■ **Problem to work on**
Look through the data for the string "matches". Copy every line where it is found.

· · · · ·

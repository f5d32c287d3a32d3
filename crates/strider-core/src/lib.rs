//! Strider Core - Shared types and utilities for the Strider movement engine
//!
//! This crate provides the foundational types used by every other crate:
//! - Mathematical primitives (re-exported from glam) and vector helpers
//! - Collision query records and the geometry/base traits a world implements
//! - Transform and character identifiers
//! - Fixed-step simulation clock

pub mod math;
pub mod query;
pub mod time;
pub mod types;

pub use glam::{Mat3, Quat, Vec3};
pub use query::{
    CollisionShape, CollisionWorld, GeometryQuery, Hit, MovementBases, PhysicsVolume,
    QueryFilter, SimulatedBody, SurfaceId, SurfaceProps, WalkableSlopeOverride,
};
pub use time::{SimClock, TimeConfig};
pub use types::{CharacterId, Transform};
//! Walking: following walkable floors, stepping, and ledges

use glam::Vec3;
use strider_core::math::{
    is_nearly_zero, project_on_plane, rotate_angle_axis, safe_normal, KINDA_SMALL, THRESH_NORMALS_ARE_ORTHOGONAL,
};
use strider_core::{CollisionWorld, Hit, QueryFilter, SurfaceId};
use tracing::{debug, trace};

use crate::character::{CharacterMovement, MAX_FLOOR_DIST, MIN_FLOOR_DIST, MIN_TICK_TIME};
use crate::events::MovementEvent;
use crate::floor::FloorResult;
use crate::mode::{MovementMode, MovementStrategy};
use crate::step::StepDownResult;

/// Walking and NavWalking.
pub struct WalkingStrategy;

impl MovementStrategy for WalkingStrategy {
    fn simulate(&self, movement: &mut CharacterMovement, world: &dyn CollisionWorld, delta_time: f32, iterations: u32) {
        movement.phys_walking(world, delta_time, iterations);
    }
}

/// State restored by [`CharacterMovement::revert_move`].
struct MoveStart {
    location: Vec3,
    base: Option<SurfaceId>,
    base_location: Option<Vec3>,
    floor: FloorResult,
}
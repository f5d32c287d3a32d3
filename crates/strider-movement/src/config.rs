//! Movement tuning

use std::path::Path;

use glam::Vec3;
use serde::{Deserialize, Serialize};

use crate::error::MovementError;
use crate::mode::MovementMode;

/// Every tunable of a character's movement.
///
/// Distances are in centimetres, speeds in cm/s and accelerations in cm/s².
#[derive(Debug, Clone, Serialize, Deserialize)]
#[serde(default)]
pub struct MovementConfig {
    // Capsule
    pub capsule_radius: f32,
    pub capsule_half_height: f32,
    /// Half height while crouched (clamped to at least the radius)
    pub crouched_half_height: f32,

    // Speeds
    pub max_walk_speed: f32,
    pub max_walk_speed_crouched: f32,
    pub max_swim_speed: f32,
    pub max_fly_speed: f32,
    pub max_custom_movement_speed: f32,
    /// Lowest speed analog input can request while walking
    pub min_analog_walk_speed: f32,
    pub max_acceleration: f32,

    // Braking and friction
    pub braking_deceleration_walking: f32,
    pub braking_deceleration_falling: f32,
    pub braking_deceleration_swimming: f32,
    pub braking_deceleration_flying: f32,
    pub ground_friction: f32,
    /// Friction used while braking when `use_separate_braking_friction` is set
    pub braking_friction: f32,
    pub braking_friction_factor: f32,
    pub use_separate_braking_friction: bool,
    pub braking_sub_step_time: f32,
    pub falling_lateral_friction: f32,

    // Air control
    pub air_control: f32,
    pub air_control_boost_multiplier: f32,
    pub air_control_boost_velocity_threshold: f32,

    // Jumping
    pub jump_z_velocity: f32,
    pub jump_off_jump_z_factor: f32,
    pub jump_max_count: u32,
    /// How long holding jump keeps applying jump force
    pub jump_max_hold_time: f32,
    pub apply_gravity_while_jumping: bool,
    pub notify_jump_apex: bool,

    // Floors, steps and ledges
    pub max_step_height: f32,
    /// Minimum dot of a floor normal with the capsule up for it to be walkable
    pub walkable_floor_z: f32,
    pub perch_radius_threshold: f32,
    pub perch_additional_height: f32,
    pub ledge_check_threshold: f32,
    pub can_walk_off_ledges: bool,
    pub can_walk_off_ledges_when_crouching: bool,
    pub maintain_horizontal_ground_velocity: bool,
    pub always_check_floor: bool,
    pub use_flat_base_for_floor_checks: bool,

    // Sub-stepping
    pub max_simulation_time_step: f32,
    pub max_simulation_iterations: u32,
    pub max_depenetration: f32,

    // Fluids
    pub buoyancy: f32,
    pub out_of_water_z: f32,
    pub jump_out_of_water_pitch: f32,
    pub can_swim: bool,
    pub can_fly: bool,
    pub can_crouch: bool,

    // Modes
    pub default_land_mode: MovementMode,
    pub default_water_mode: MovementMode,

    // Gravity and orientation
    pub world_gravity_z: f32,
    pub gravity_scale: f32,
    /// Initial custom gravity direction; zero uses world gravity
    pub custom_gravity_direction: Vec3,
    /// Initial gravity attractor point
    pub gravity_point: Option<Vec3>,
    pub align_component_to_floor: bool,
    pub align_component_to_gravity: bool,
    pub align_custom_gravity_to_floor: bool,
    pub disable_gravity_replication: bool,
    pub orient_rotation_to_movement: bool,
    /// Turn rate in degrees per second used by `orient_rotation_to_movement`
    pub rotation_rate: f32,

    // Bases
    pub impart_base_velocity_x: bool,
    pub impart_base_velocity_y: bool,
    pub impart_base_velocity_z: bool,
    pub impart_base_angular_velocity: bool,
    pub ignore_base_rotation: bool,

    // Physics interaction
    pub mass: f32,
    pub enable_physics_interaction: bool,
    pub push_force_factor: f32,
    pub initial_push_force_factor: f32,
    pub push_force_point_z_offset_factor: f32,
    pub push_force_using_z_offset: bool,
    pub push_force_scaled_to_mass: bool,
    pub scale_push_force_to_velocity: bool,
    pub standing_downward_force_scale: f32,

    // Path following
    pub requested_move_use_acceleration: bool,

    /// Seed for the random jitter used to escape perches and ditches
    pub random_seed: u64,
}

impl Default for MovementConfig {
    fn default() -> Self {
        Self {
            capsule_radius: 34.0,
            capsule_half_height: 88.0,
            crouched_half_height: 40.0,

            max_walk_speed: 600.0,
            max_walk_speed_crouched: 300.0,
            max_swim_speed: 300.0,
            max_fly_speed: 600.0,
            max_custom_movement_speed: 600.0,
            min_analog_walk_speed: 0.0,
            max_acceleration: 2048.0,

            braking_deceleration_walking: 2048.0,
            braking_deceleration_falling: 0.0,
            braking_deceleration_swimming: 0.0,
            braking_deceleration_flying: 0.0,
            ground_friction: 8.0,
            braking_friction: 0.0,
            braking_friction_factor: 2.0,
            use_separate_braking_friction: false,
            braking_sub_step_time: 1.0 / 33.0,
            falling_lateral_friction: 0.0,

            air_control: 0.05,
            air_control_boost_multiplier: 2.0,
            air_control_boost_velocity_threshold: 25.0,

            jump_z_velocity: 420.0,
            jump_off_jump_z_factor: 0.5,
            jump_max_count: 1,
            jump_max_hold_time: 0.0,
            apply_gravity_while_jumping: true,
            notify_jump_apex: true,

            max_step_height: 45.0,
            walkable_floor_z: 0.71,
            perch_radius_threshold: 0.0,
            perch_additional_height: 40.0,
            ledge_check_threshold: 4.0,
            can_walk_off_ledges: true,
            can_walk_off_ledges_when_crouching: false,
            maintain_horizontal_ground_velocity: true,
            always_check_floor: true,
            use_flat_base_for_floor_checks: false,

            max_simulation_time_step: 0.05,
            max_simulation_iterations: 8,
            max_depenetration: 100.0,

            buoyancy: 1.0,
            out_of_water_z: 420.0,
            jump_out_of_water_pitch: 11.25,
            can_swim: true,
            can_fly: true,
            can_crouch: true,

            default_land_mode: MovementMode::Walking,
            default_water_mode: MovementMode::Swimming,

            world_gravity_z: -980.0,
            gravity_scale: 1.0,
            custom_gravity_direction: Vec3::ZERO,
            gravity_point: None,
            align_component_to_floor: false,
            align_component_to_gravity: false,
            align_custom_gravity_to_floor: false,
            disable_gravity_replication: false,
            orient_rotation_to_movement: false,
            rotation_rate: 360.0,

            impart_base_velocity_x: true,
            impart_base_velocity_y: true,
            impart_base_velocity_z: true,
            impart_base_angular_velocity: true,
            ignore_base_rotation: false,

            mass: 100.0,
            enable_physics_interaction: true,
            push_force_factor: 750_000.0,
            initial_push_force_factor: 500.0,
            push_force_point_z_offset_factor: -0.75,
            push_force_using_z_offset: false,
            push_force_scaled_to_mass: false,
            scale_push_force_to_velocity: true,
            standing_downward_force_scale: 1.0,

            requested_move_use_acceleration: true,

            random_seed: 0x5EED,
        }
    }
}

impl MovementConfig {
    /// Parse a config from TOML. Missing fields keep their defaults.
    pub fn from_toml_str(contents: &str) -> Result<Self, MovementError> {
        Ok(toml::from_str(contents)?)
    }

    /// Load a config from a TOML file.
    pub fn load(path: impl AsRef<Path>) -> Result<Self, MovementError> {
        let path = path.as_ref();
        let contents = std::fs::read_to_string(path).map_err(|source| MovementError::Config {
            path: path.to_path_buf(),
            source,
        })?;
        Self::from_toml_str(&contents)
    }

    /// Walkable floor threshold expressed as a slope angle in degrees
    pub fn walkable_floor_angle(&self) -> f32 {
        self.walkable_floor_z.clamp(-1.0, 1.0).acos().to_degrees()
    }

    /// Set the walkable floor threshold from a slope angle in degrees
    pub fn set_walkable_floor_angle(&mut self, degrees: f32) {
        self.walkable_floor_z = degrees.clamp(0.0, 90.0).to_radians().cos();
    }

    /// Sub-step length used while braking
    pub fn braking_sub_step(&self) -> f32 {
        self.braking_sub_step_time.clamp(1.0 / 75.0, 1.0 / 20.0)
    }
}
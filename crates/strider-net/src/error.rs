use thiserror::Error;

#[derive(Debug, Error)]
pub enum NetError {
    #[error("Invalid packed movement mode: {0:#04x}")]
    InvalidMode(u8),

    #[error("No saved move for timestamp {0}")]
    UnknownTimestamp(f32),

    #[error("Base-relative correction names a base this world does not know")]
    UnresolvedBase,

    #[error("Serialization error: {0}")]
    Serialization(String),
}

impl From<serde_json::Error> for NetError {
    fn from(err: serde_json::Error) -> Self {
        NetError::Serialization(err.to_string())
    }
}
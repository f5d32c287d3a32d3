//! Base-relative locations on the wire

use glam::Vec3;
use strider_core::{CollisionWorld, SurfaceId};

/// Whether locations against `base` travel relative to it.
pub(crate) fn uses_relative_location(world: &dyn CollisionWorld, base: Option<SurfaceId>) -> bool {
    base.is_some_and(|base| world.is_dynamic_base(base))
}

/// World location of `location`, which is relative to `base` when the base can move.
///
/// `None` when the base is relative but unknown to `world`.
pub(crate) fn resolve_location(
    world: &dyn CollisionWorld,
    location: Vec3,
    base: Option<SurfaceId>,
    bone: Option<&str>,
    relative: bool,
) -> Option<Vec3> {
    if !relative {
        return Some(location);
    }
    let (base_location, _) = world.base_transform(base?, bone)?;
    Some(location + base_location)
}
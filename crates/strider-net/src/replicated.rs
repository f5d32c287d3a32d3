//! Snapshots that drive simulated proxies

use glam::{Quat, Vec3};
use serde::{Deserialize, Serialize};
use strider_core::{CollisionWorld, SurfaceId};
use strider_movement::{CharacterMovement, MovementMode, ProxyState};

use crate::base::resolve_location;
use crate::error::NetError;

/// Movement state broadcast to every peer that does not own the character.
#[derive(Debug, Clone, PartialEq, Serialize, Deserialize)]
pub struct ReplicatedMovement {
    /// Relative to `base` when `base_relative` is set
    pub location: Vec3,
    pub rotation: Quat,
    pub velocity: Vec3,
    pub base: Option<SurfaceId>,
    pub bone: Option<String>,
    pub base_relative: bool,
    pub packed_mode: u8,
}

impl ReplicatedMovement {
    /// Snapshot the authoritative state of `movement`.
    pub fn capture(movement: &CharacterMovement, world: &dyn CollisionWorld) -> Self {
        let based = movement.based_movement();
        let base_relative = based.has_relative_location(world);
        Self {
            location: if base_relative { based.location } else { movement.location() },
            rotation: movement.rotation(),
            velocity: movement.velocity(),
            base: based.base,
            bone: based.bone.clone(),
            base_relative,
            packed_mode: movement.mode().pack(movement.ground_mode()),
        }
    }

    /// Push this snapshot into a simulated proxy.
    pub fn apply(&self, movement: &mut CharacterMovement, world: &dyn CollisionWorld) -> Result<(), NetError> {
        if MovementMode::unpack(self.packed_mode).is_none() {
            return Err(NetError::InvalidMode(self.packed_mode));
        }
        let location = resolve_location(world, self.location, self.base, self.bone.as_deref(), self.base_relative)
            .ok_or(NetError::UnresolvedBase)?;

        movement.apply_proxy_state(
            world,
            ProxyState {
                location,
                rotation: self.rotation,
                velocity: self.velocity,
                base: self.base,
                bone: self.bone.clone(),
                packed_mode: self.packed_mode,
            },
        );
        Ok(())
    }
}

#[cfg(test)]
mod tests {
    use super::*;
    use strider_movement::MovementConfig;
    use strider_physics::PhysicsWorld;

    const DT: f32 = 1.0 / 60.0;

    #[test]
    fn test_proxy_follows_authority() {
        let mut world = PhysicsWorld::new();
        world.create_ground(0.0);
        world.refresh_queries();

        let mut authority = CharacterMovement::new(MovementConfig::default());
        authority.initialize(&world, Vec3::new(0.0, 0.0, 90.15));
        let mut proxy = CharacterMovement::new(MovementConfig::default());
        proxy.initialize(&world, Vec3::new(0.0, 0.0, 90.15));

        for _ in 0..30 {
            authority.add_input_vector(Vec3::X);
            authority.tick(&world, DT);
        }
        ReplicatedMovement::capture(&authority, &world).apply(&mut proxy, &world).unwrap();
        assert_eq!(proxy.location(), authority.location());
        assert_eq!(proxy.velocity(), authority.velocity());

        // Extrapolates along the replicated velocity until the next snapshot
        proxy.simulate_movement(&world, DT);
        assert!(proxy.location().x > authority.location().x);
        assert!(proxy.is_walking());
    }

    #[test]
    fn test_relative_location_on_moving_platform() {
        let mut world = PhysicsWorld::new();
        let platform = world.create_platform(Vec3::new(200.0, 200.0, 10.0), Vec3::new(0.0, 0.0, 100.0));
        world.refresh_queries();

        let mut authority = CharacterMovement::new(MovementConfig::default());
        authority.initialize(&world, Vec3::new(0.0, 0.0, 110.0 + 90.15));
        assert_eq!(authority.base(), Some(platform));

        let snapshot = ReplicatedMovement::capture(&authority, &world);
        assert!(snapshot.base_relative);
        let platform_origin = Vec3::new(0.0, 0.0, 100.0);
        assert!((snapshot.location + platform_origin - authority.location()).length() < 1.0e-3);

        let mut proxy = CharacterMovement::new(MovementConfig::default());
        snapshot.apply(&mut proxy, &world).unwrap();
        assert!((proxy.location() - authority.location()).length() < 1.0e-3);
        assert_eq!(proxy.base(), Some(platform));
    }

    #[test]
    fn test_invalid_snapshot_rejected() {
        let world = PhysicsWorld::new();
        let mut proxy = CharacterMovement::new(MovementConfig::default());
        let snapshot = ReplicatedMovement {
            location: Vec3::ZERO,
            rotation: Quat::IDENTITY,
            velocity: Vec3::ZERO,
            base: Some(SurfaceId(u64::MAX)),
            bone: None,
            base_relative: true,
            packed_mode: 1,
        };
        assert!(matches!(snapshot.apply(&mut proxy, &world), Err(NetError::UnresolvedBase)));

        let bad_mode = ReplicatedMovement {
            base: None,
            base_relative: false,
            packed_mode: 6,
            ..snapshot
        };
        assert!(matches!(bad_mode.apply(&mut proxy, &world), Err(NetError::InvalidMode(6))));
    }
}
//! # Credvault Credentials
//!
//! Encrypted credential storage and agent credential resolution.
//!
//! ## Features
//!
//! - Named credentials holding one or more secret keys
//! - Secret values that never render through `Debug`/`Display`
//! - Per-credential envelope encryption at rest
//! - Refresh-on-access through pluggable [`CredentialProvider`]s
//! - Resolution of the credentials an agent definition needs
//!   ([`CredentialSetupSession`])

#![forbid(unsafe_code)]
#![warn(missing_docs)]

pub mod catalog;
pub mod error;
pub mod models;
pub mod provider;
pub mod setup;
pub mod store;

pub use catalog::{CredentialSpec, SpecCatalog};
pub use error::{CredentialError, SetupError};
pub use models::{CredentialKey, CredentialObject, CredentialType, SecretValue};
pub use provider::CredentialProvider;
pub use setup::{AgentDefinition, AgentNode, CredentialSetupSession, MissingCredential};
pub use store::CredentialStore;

· · · · ·

■ **Exercise result**
        assert!(matches!(snapshot.apply(&mut proxy, &world), Err(NetError::UnresolvedBase)));
        assert!(matches!(bad_mode.apply(&mut proxy, &world), Err(NetError::InvalidMode(6))));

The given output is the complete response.